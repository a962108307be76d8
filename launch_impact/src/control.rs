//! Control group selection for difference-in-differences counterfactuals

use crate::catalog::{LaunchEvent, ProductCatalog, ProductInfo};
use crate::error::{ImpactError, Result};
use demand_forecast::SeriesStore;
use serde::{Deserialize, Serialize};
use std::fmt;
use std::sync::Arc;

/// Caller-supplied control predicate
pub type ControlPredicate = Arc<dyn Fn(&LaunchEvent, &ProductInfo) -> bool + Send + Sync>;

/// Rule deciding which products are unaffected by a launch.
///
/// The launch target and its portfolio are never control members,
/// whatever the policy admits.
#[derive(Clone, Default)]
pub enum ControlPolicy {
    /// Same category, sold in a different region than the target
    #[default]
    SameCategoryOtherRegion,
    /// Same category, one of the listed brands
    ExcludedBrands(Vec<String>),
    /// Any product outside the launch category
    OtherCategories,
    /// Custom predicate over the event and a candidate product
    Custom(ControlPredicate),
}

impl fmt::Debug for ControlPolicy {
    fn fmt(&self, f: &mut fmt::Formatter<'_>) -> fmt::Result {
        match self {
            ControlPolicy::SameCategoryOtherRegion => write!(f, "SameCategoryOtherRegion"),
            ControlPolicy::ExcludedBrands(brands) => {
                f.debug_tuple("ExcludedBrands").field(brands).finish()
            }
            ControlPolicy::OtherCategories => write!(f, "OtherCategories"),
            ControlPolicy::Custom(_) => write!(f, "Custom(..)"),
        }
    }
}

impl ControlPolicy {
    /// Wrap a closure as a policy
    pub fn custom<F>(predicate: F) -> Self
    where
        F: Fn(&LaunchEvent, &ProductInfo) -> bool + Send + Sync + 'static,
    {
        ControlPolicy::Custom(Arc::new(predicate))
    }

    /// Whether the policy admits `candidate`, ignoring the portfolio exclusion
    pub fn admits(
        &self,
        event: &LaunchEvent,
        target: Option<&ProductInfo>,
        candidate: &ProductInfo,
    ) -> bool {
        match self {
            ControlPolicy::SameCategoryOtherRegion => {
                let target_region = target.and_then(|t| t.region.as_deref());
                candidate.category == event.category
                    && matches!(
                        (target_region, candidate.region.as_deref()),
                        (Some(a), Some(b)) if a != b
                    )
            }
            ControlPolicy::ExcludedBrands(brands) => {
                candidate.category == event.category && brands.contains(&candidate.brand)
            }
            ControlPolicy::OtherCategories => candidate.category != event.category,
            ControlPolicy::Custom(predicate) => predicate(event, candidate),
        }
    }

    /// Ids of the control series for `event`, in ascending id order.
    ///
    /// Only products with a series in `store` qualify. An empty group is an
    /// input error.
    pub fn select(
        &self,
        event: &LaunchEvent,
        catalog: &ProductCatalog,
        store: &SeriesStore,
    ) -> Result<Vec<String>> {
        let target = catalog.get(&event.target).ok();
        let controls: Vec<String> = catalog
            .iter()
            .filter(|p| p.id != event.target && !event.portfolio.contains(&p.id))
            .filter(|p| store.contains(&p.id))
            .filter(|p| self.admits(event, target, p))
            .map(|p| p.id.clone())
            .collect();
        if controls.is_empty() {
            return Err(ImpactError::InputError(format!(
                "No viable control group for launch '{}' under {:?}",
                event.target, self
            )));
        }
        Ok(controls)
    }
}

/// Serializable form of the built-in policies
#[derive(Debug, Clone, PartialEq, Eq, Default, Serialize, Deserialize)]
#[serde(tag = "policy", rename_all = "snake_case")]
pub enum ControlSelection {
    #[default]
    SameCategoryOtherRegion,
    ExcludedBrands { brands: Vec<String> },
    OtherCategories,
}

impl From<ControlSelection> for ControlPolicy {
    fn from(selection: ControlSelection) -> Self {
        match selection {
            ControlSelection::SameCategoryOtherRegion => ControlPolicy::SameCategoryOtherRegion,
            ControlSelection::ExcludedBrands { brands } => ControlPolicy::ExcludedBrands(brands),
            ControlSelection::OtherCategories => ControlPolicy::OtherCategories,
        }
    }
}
|---|
## Work required
A word-for-word restatement of the lines running from the one with "impl From<ControlSelection> for" to the last line of the records is the whole answer.

## Expected answer
impl From<ControlSelection> for ControlPolicy {
    fn from(selection: ControlSelection) -> Self {
        match selection {
            ControlSelection::SameCategoryOtherRegion => ControlPolicy::SameCategoryOtherRegion,
            ControlSelection::ExcludedBrands { brands } => ControlPolicy::ExcludedBrands(brands),
            ControlSelection::OtherCategories => ControlPolicy::OtherCategories,
        }
    }
}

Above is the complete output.